*** Begin section ***
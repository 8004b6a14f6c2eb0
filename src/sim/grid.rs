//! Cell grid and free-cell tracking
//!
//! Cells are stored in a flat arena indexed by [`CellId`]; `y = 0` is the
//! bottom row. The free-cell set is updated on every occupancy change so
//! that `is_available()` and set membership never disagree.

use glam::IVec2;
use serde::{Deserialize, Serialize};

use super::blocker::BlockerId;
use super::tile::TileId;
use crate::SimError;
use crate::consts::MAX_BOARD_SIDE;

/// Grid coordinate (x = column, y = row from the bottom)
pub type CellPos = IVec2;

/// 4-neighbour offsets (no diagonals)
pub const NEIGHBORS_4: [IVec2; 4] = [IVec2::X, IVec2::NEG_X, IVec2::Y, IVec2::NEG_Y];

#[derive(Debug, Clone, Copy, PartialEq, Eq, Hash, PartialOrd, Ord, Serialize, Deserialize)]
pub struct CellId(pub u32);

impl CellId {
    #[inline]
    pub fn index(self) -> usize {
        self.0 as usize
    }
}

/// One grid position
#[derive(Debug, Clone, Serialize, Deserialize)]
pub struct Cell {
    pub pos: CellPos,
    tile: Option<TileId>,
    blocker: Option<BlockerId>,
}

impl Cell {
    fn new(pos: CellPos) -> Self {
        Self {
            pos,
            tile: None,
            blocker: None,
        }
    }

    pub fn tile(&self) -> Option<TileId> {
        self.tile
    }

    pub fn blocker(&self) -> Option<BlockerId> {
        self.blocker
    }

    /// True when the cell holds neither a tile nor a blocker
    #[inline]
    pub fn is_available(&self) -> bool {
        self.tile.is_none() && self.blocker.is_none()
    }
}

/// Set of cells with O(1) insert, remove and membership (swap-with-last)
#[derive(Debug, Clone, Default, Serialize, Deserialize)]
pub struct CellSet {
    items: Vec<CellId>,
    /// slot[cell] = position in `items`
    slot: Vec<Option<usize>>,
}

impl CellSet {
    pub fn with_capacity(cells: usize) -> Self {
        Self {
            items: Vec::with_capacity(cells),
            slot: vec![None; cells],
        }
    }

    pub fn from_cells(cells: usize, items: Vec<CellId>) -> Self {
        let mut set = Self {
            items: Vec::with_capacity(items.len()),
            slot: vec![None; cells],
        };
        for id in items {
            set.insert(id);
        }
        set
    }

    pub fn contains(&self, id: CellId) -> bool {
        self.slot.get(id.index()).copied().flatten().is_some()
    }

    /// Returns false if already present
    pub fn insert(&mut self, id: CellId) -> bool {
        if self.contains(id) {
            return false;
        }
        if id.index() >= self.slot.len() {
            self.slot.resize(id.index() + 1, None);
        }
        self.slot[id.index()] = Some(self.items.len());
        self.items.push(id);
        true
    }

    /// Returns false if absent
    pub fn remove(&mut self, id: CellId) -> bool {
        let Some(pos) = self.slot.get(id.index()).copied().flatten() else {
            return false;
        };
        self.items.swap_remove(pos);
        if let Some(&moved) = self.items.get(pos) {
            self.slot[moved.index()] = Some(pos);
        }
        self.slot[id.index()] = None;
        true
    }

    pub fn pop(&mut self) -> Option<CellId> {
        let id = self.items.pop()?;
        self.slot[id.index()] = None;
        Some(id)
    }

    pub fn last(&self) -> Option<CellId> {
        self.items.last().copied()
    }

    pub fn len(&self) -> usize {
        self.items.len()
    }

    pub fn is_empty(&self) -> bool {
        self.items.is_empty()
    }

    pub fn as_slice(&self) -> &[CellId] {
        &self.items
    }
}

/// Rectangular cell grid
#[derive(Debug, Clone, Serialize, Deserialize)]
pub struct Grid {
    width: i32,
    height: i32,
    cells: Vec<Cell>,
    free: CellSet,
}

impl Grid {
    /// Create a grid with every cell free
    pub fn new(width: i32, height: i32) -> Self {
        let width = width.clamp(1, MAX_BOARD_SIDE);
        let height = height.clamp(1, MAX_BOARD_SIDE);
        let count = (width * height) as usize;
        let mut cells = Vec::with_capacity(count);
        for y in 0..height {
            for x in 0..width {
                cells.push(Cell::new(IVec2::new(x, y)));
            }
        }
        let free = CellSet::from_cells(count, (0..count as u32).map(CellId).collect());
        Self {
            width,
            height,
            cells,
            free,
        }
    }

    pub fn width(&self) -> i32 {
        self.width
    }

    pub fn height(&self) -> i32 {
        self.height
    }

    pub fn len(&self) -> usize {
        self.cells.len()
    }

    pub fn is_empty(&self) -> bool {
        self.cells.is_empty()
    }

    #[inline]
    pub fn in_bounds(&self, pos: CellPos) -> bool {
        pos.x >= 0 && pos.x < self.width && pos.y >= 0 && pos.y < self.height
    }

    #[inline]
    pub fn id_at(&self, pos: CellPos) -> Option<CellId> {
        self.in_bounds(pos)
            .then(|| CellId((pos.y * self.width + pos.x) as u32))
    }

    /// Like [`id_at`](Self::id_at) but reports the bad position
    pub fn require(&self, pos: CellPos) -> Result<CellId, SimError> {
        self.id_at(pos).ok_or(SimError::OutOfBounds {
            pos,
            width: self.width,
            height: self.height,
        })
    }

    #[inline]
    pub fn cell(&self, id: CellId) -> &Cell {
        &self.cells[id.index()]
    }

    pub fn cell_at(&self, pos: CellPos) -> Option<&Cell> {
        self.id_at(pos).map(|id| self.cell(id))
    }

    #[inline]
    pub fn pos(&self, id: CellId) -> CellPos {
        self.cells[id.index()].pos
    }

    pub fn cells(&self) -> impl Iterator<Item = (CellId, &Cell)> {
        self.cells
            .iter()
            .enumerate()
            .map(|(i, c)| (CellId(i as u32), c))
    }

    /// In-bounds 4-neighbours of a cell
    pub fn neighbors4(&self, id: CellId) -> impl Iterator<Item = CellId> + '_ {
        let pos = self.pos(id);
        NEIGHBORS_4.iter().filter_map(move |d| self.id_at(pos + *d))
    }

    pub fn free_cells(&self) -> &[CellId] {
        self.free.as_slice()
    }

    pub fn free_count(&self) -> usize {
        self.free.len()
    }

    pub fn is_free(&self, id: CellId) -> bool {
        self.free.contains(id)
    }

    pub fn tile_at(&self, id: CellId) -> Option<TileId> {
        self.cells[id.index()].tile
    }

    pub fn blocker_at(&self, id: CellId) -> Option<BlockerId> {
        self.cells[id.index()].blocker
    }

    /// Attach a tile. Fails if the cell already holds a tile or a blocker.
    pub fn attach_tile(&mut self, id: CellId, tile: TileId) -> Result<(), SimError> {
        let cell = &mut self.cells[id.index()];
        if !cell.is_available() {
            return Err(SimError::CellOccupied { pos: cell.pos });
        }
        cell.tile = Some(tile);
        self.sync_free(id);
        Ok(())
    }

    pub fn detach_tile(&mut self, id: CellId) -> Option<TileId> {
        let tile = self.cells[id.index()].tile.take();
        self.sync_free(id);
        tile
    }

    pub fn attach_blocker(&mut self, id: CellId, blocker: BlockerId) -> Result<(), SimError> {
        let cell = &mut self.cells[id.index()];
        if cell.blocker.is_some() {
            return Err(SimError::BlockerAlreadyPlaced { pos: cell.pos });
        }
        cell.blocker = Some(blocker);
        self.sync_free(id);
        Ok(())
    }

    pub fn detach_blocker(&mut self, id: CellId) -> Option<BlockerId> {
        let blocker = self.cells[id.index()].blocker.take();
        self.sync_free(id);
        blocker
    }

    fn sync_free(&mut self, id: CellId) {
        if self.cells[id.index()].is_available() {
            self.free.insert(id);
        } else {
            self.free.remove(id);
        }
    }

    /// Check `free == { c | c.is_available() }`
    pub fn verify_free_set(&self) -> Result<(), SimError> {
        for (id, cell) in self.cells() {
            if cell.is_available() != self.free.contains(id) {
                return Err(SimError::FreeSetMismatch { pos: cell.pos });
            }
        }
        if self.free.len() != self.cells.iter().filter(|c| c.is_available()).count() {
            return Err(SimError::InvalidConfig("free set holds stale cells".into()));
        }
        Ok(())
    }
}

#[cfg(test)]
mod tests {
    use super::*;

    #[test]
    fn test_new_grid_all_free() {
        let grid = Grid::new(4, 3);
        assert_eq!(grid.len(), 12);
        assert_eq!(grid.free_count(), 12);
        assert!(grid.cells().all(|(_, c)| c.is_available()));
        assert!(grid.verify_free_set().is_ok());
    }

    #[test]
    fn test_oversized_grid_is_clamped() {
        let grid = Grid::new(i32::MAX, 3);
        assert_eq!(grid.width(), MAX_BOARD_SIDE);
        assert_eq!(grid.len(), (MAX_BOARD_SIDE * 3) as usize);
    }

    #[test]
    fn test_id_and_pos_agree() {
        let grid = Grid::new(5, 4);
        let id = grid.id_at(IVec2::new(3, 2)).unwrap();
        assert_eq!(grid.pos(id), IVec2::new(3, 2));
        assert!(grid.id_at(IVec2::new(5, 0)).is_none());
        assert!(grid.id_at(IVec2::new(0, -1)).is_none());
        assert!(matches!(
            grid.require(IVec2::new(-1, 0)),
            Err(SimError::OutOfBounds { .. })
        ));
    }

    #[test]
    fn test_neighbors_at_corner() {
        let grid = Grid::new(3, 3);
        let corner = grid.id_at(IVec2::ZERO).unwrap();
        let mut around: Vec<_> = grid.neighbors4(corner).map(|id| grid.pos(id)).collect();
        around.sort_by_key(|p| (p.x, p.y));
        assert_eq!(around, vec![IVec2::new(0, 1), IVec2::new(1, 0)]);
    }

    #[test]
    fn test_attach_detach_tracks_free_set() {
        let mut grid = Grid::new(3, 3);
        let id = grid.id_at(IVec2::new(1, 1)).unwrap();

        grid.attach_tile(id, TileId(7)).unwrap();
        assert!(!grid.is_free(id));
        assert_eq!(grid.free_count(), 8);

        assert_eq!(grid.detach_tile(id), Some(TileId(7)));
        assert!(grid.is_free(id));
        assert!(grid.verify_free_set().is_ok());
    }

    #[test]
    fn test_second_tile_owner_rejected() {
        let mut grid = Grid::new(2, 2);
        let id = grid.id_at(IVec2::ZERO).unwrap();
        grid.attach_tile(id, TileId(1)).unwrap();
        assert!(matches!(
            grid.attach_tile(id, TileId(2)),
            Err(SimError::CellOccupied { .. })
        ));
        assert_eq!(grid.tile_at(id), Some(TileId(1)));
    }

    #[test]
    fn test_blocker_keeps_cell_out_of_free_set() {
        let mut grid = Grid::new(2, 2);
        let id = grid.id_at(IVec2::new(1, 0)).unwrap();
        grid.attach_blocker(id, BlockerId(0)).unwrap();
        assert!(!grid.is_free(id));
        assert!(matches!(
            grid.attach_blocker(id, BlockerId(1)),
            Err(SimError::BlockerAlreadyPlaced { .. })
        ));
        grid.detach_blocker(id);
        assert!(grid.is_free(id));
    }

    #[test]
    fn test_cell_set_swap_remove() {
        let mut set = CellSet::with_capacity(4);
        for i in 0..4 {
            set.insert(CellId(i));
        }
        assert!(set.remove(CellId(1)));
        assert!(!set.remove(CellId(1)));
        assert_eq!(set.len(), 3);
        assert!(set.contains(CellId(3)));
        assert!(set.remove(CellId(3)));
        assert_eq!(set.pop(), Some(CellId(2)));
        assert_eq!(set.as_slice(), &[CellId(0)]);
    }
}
*** End section ***
The answer must consist of each line in the entries above that includes "Serialize".

ANSWER AREA:
use serde::{Deserialize, Serialize};
#[derive(Debug, Clone, Copy, PartialEq, Eq, Hash, PartialOrd, Ord, Serialize, Deserialize)]
#[derive(Debug, Clone, Serialize, Deserialize)]
#[derive(Debug, Clone, Default, Serialize, Deserialize)]
#[derive(Debug, Clone, Serialize, Deserialize)]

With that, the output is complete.